“We’re losing a whole generation — I call it mass murder.” These are the words of a heartbroken mother who buried her son at just 34 years old due to an opioid drug overdose. Yet, despite the crises, there are few places ready to support the families who suffer due to this epidemic. Struggling to deal with her loss, she placed calls around her city for a support group or someone to help. No one called her back.
This mother’s words, taken from an article in Alban Weekly, a publication of Duke Divinity School, were jarring to my spirit. The phrase is not new, I’ve heard it used over and over in the context of losing the battle for this generation’s mind through media indoctrination, losing a generation to pornography or losing a generation to worldliness – but at least in my case, I hadn’t really ever considered that our church family would be at risk of losing a whole generation to drug addiction and overdose. I realize this is not a new problem, but the rate at which it is escalating is new and it should be alarming to all of us. The kids in our pews are not immune. These drugs are cheap, easy to access, and are affecting adults and children from every socio-economic status, every ethnicity and every neighborhood. And it seems no matter whose lives are left shattered, those in the aftermath say they had one common misperception — “That won’t happen to my kid.”

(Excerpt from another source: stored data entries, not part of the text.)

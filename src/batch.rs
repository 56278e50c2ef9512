//! Multilingual batch runner
//!
//! Iterates the language entries of the shared JSON config file,
//! synthesizes each one through the facade, and applies the
//! alternate-voice fallback policy: one retry with the configured
//! alternate voice, nothing more. Languages are processed strictly in
//! sequence with a fixed pause between them to stay polite to the
//! provider.

use crate::audio::AudioPlayer;
use crate::backends::BackendKind;
use crate::config::{self, LanguageEntry};
use crate::tts::HelloTts;
use crate::{Result, TtsError};
use log::{error, info, warn};
use std::path::{Path, PathBuf};
use std::time::{Duration, SystemTime, UNIX_EPOCH};

/// Unconditional pause between languages; not a failure backoff
const LANGUAGE_DELAY: Duration = Duration::from_secs(2);

/// One language to synthesize, resolved for a specific backend
#[derive(Debug, Clone)]
pub struct LanguageConfig {
    pub code: String,
    pub name: String,
    /// Display glyph shown in progress output
    pub flag: String,
    pub text: String,
    pub voice: String,
    /// Fallback voice tried once when the primary fails
    pub alt_voice: Option<String>,
}

impl LanguageConfig {
    /// Resolve a shared-config row for `kind`.
    ///
    /// The backend-specific voice key wins over the generic `voice` key.
    /// Entries without a language code are skipped.
    pub fn from_entry(entry: &LanguageEntry, kind: BackendKind) -> Option<Self> {
        if entry.code.is_empty() {
            return None;
        }

        let backend_voice = match kind {
            BackendKind::Edge => &entry.edge_voice,
            BackendKind::Google => &entry.google_voice,
        };
        let voice = if backend_voice.is_empty() {
            entry.voice.clone()
        } else {
            backend_voice.clone()
        };

        Some(Self {
            code: entry.code.clone(),
            name: entry.name.clone(),
            flag: entry.flag.clone(),
            text: entry.text.clone(),
            voice,
            alt_voice: entry.alt_voice.clone(),
        })
    }
}

/// Load the ordered language list from the shared JSON config file
pub fn load_language_configs(path: &Path, kind: BackendKind) -> Result<Vec<LanguageConfig>> {
    let shared = config::load_shared_config(path)?;
    Ok(shared
        .languages
        .iter()
        .filter_map(|entry| LanguageConfig::from_entry(entry, kind))
        .collect())
}

/// Outcome counts of one batch run
#[derive(Debug, Default, Clone, Copy, PartialEq, Eq)]
pub struct BatchSummary {
    pub succeeded: usize,
    pub failed: usize,
}

impl BatchSummary {
    pub fn total(&self) -> usize {
        self.succeeded + self.failed
    }

    /// True only when no language failed
    pub fn is_success(&self) -> bool {
        self.failed == 0
    }
}

/// Generated batch filename: `{langPrefix}_rust_{backendTag}_{ts}.mp3`
fn output_filename(code: &str, kind: BackendKind, timestamp: u64) -> String {
    let prefix = code.split('-').next().unwrap_or(code);
    format!("{}_rust_{}_{}.mp3", prefix, kind.file_tag(), timestamp)
}

/// Synthesize, save, and optionally play one language.
///
/// Applies the fallback policy: a failing primary voice is retried once
/// with the alternate voice if one is configured; a second failure (or a
/// missing alternate) propagates. Playback failures are downgraded to
/// warnings. Returns the written path and the voice actually used.
pub fn generate_audio_for_language(
    tts: &HelloTts,
    lang: &LanguageConfig,
    output_dir: &Path,
    play_audio: bool,
) -> Result<(PathBuf, String)> {
    info!("{} {} ({})", lang.flag, lang.name, lang.code.to_uppercase());
    info!("Text: {}", lang.text);
    info!("Voice: {}", lang.voice);

    let mut used_voice = lang.voice.clone();
    let audio = match tts.synthesize_text(&lang.text, Some(&lang.voice)) {
        Ok(audio) => audio,
        Err(e) => {
            warn!("Primary voice failed: {}", e);
            match &lang.alt_voice {
                Some(alt) => {
                    info!("Trying alternative voice: {}", alt);
                    match tts.synthesize_text(&lang.text, Some(alt)) {
                        Ok(audio) => {
                            used_voice = alt.clone();
                            audio
                        }
                        Err(e2) => {
                            warn!("Alternative voice also failed: {}", e2);
                            return Err(e2);
                        }
                    }
                }
                None => return Err(e),
            }
        }
    };

    let timestamp = SystemTime::now()
        .duration_since(UNIX_EPOCH)
        .map_err(|e| TtsError::Other(format!("System clock before Unix epoch: {}", e)))?
        .as_secs();
    let filename = output_filename(&lang.code, tts.backend_kind(), timestamp);
    let output_path = output_dir.join(&filename);

    tts.save_audio(&audio, &output_path)?;
    info!("✓ Generated: {}", filename);
    info!("Saved to: {}", output_path.display());
    info!("Used voice: {}", used_voice);

    if play_audio {
        match AudioPlayer::new().and_then(|player| {
            info!("Playing audio...");
            player.play_file(&output_path)
        }) {
            Ok(()) => info!("Playback completed"),
            Err(e) => warn!("Could not play audio: {}", e),
        }
    }

    Ok((output_path, used_voice))
}

/// Process every language in sequence and tally the outcome.
///
/// Per-language failures are counted, never propagated — a bad voice
/// must not abort the rest of the batch.
pub fn run_batch(
    tts: &HelloTts,
    languages: &[LanguageConfig],
    output_dir: &Path,
    play_audio: bool,
) -> BatchSummary {
    let mut summary = BatchSummary::default();

    for (i, lang) in languages.iter().enumerate() {
        info!("Processing language {}/{}", i + 1, languages.len());

        match generate_audio_for_language(tts, lang, output_dir, play_audio) {
            Ok(_) => summary.succeeded += 1,
            Err(e) => {
                error!("✗ Failed to generate audio for {}: {}", lang.name, e);
                summary.failed += 1;
            }
        }

        if i + 1 < languages.len() {
            info!("Waiting before next language...");
            std::thread::sleep(LANGUAGE_DELAY);
        }
    }

    summary
}

#[cfg(test)]
mod tests {
    use super::*;
    use crate::backends::TtsBackend;
    use crate::config::TtsConfig;
    use crate::voice::Voice;
    use async_trait::async_trait;
    use std::sync::atomic::{AtomicUsize, Ordering};
    use std::sync::Arc;

    /// Backend that rejects one specific voice and counts attempts
    struct FlakyBackend {
        bad_voice: String,
        attempts: Arc<AtomicUsize>,
    }

    #[async_trait]
    impl TtsBackend for FlakyBackend {
        fn kind(&self) -> BackendKind {
            BackendKind::Edge
        }

        async fn synthesize_text(&self, _text: &str, voice: &str) -> crate::Result<Vec<u8>> {
            self.attempts.fetch_add(1, Ordering::SeqCst);
            if voice == self.bad_voice {
                Err(TtsError::Synthesis(format!("Unsupported voice: {}", voice)))
            } else {
                Ok(vec![0xFF, 0xF3, 0x01])
            }
        }

        async fn list_voices(&self) -> crate::Result<Vec<Voice>> {
            Ok(Vec::new())
        }
    }

    fn flaky_tts(bad_voice: &str, attempts: Arc<AtomicUsize>) -> HelloTts {
        let backend = FlakyBackend {
            bad_voice: bad_voice.to_string(),
            attempts,
        };
        HelloTts::with_client(Box::new(backend), TtsConfig::default()).unwrap()
    }

    fn lang(voice: &str, alt: Option<&str>) -> LanguageConfig {
        LanguageConfig {
            code: "zh-CN".to_string(),
            name: "Chinese".to_string(),
            flag: "CN".to_string(),
            text: "你好".to_string(),
            voice: voice.to_string(),
            alt_voice: alt.map(|s| s.to_string()),
        }
    }

    #[test]
    fn test_alternate_voice_rescues_failing_primary() {
        let attempts = Arc::new(AtomicUsize::new(0));
        let tts = flaky_tts("zh-CN-Primary", attempts.clone());
        let dir = tempfile::tempdir().unwrap();

        let languages = vec![lang("zh-CN-Primary", Some("zh-CN-Alt"))];
        let summary = run_batch(&tts, &languages, dir.path(), false);

        assert_eq!(summary, BatchSummary { succeeded: 1, failed: 0 });
        assert!(summary.is_success());
        assert_eq!(attempts.load(Ordering::SeqCst), 2);
    }

    #[test]
    fn test_used_voice_reflects_alternate() {
        let attempts = Arc::new(AtomicUsize::new(0));
        let tts = flaky_tts("zh-CN-Primary", attempts);
        let dir = tempfile::tempdir().unwrap();

        let (path, used_voice) = generate_audio_for_language(
            &tts,
            &lang("zh-CN-Primary", Some("zh-CN-Alt")),
            dir.path(),
            false,
        )
        .unwrap();

        assert_eq!(used_voice, "zh-CN-Alt");
        assert!(path.exists());
        let name = path.file_name().unwrap().to_str().unwrap();
        assert!(name.starts_with("zh_rust_edge_"));
        assert!(name.ends_with(".mp3"));
    }

    #[test]
    fn test_no_alternate_fails_without_retry() {
        let attempts = Arc::new(AtomicUsize::new(0));
        let tts = flaky_tts("zh-CN-Primary", attempts.clone());
        let dir = tempfile::tempdir().unwrap();

        let languages = vec![lang("zh-CN-Primary", None)];
        let summary = run_batch(&tts, &languages, dir.path(), false);

        assert_eq!(summary, BatchSummary { succeeded: 0, failed: 1 });
        assert!(!summary.is_success());
        // Exactly one attempt: no retry without an alternate voice
        assert_eq!(attempts.load(Ordering::SeqCst), 1);
    }

    #[test]
    fn test_both_voices_failing_marks_language_failed() {
        let attempts = Arc::new(AtomicUsize::new(0));
        // Primary and alternate are the same bad voice, so both fail
        let tts = flaky_tts("zh-CN-Primary", attempts.clone());
        let dir = tempfile::tempdir().unwrap();

        let languages = vec![lang("zh-CN-Primary", Some("zh-CN-Primary"))];
        let summary = run_batch(&tts, &languages, dir.path(), false);

        assert_eq!(summary, BatchSummary { succeeded: 0, failed: 1 });
        assert_eq!(attempts.load(Ordering::SeqCst), 2);
    }

    #[test]
    fn test_from_entry_voice_selection() {
        let entry = LanguageEntry {
            code: "fr-FR".to_string(),
            name: "French".to_string(),
            flag: "FR".to_string(),
            text: "Bonjour".to_string(),
            voice: "generic".to_string(),
            edge_voice: "fr-FR-DeniseNeural".to_string(),
            google_voice: "fr".to_string(),
            alt_voice: None,
        };

        let edge = LanguageConfig::from_entry(&entry, BackendKind::Edge).unwrap();
        assert_eq!(edge.voice, "fr-FR-DeniseNeural");

        let google = LanguageConfig::from_entry(&entry, BackendKind::Google).unwrap();
        assert_eq!(google.voice, "fr");
    }

    #[test]
    fn test_from_entry_falls_back_to_generic_voice() {
        let entry = LanguageEntry {
            code: "fr-FR".to_string(),
            name: "French".to_string(),
            flag: String::new(),
            text: "Bonjour".to_string(),
            voice: "generic".to_string(),
            edge_voice: String::new(),
            google_voice: String::new(),
            alt_voice: None,
        };

        let edge = LanguageConfig::from_entry(&entry, BackendKind::Edge).unwrap();
        assert_eq!(edge.voice, "generic");
    }

    #[test]
    fn test_from_entry_skips_missing_code() {
        let entry = LanguageEntry {
            code: String::new(),
            name: "Nameless".to_string(),
            flag: String::new(),
            text: String::new(),
            voice: String::new(),
            edge_voice: String::new(),
            google_voice: String::new(),
            alt_voice: None,
        };

        assert!(LanguageConfig::from_entry(&entry, BackendKind::Edge).is_none());
    }

    #[test]
    fn test_output_filename_format() {
        assert_eq!(
            output_filename("zh-CN", BackendKind::Edge, 1700000000),
            "zh_rust_edge_1700000000.mp3"
        );
        assert_eq!(
            output_filename("fr", BackendKind::Google, 1700000000),
            "fr_rust_gtts_1700000000.mp3"
        );
    }
}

Sadly, it does happen to “our” kids. In the past month our church has been affected by the overdose deaths of four young people, one of whom was just 13 years old. If this were a type of cancer or a communicable disease, the panic and the urgency to protect our families would be unprecedented. Overdose is now the leading cause of death of Americans under age 50. Yet, we still think somehow we are insulated, protected and it won’t happen to us. It is that mindset that must change. First, we must start educating our children and teens. They need the facts, they need guidance and direction in dealing with the availability of these drugs, and they need close monitoring. Secondly, we have to be ready when our communities need support. We have to return those hard calls.
The article mentioned above documents the efforts of a small congregation in Massachusetts that is reaching out to their community. They canvased their rural town with simple signs that had “#2069” printed on them. 2069 is the number of people who had died from overdose at that time in their state. The number has grown, but the message and the support of this one church continues.
“Lest Satan should get an advantage of us: for we are not ignorant of his devices” (2 Corinthians 2:11).